On Friday evening, I sauntered down to the Queen’s Gallery at Buckingham Palace to attend a small talk entitled In Conversation with Colin McDowell and Gareth Pugh. I understood the content to surround the current exhibition [In Fine Style: The Art of Tudor and Stuart Fashion] although the conversation did digress, which was actually to my benefit. I’m not going to try and pretend here that it wasn’t the two stellar names that drew me in, rather than the pomp and ruffage of the aforementioned period and in no way am I discrediting those natty dressers, nor the idea of history and continuum in fashion, it’s just that jaunty attire doesn’t really get me going. A little awe-struck and enchanted by McDowell’s commanding presence, I sat for just over an hour and absorbed the influences and ideas of the magnificent Mr Pugh. The most notable takeaway was probably the mentions of sculptural influence and more specifically, the concern with negative spaces, although a bevy of great anecdotes also ensued.
Space, in the physical sense, was a key theme of the lecture with references to both human and sculptural forms of the matter. Pugh talked of his fascination with the contrast between the body and the negative spaces that surround it. The designer’s longstanding relationship with the sculptural medium is obviously no secret but I found this notion of body-scaped negativity intriguing. Looking to sculpture itself and the various ways in which this form of other-space could be conceived, Yasuaki Oishi’s Houston Installation from Summer 2012 jumps out as a relatively obvious point of genesis for this mission. This monumental mass of hyper-real invisibility construction really does visually define the realisation of a negative space. My Modern Met aptly describes the installation which can be paraphrased as great spans of translucent plastic sheets rendered with superglue around a ghostly mass of ceiling-suspended cardboard boxes. Forging a simultaneously haunting and cathartic space, this interpretation of anti-space is breath-taking, even when remediated through a lens and screen. I only wish I’d had the opportunity to see it first-hand.

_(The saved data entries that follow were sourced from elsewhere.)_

#[cfg(test)]
mod tests {
    use super::*;

    fn person() -> NodeSchema {
        NodeSchema::new("Person")
            .field(FieldInfo::new("name", ScalarType::Text))
            .field(FieldInfo::new("height", ScalarType::Float))
            .relationship(
                RelationshipInfo::new("follows", "FOLLOWS", Direction::Outgoing, "Person")
                    .back_populates("followers"),
            )
            .relationship(
                RelationshipInfo::new("followers", "FOLLOWS", Direction::Incoming, "Person")
                    .back_populates("follows"),
            )
    }

    #[test]
    fn test_unknown_label_is_metadata_error() {
        let registry = SchemaRegistry::new();
        let err = registry.fields_of("Nope").unwrap_err();
        assert!(matches!(
            err,
            Error::Metadata(ref m) if m.kind == MetadataErrorKind::UnknownLabel
        ));
    }

    #[test]
    fn test_invalid_identifier_rejected() {
        let mut registry = SchemaRegistry::new();
        let err = registry
            .register(NodeSchema::new("Person").relationship(RelationshipInfo::new(
                "knows",
                "KNOWS; DROP",
                Direction::Outgoing,
                "Person",
            )))
            .unwrap_err();
        assert!(matches!(
            err,
            Error::Metadata(ref m) if m.kind == MetadataErrorKind::InvalidIdentifier
        ));
        assert!(registry.is_empty());
    }

    #[test]
    fn test_duplicate_label_rejected() {
        let mut registry = SchemaRegistry::new();
        registry.register(person()).unwrap();
        let err = registry.register(person()).unwrap_err();
        assert!(matches!(
            err,
            Error::Metadata(ref m) if m.kind == MetadataErrorKind::DuplicateLabel
        ));
    }

    #[test]
    fn test_mirrored_back_reference_validates() {
        let registry = SchemaRegistry::new().with(person()).unwrap();
        registry.validate().unwrap();
    }

    #[test]
    fn test_non_mirrored_directions_conflict() {
        let registry = SchemaRegistry::new()
            .with(
                NodeSchema::new("Person")
                    .relationship(
                        RelationshipInfo::new("follows", "FOLLOWS", Direction::Outgoing, "Person")
                            .back_populates("followers"),
                    )
                    .relationship(
                        RelationshipInfo::new("followers", "FOLLOWS", Direction::Outgoing, "Person")
                            .back_populates("follows"),
                    ),
            )
            .unwrap();
        let err = registry.validate().unwrap_err();
        assert!(err.is_conflict());
    }

    #[test]
    fn test_missing_mirror_is_unknown_relationship() {
        let registry = SchemaRegistry::new()
            .with(NodeSchema::new("Person").relationship(
                RelationshipInfo::new("follows", "FOLLOWS", Direction::Outgoing, "Person")
                    .back_populates("fans"),
            ))
            .unwrap();
        let err = registry.validate().unwrap_err();
        assert!(matches!(
            err,
            Error::Metadata(ref m) if m.kind == MetadataErrorKind::UnknownRelationship
        ));
    }

    #[test]
    fn test_unregistered_target_label() {
        let registry = SchemaRegistry::new()
            .with(NodeSchema::new("Person").relationship(RelationshipInfo::new(
                "pets",
                "OWNS",
                Direction::Outgoing,
                "Pet",
            )))
            .unwrap();
        let err = registry.validate().unwrap_err();
        assert!(matches!(
            err,
            Error::Metadata(ref m) if m.kind == MetadataErrorKind::UnknownLabel && m.label == "Pet"
        ));
    }

    #[test]
    fn test_persistent_properties_filters_and_coerces() {
        let registry = SchemaRegistry::new().with(person()).unwrap();
        let mut props = Properties::new();
        props.insert("name".into(), Value::Text("Ada".into()));
        props.insert("height".into(), Value::Int(2));
        props.insert("id".into(), Value::Int(99));
        props.insert("scratch".into(), Value::Bool(true));

        let persistent = registry.persistent_properties("Person", &props).unwrap();
        assert_eq!(persistent.len(), 2);
        assert_eq!(persistent.get("height"), Some(&Value::Float(2.0)));
        assert!(!persistent.contains_key("scratch"));
        assert!(!persistent.contains_key("id"));
    }

    #[test]
    fn test_identity_field_override() {
        let registry = SchemaRegistry::new()
            .with(NodeSchema::new("Tag").without_identity())
            .unwrap()
            .with(NodeSchema::new("Doc").identity("docId"))
            .unwrap();
        assert_eq!(registry.identity_field_of("Tag").unwrap(), None);
        assert_eq!(registry.identity_field_of("Doc").unwrap(), Some("docId"));
    }

    #[test]
    fn test_direction_reverse() {
        assert_eq!(Direction::Outgoing.reverse(), Direction::Incoming);
        assert_eq!(Direction::Undirected.reverse(), Direction::Undirected);
        assert_eq!(Direction::Incoming.to_string(), "INCOMING");
    }
}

While the dichotic relationship between sculpture and fashion weighed on my mind, an article from Saturday’s Telegraph review caught my attention. I got to thinking [queue Carrie Bradshaw] about the physical relationship between artists and designers in contrast to the natural dualism that exists conceptually and materially. With the very sad news about Nicole Farhi coming to light last week, reading her tributary article to Eduardo Paolozzi was both poignant and insightful. The mutual influence the pair of artists shared is clearly something she holds dear and a little look into his work leads back into another, quite contrasting interpretation of a negative body-sculptural space. Through sheer monumentality and direct focus on certain components of the human form, the eye is drawn to the area surrounding and to the way in which it manifests itself as part of the finished product. I am, of course, talking of about specific and works as one cannot generalise such a diverse oeuvre not limited to the medium in question. Works including The Head of Invention which sits before the Design Museum or The Manuscript of Monte Casino [The Big Foot] which I passed almost every day during my years studying in Edinburgh are key examples. In the former, a negativity of space is defined within the form of the human head, providing yet another interesting interpretation of this post’s motive inspired by Gareth Pugh’s quoted predilection. I guess the conclusion I am attempting to draw from these various sources is that the space around a body of mass, whether human or inanimate can create a separate entity in itself, which has the potential to be more inviting and visually profound and which forms a continuation of the powerful dialogue between art and fashion.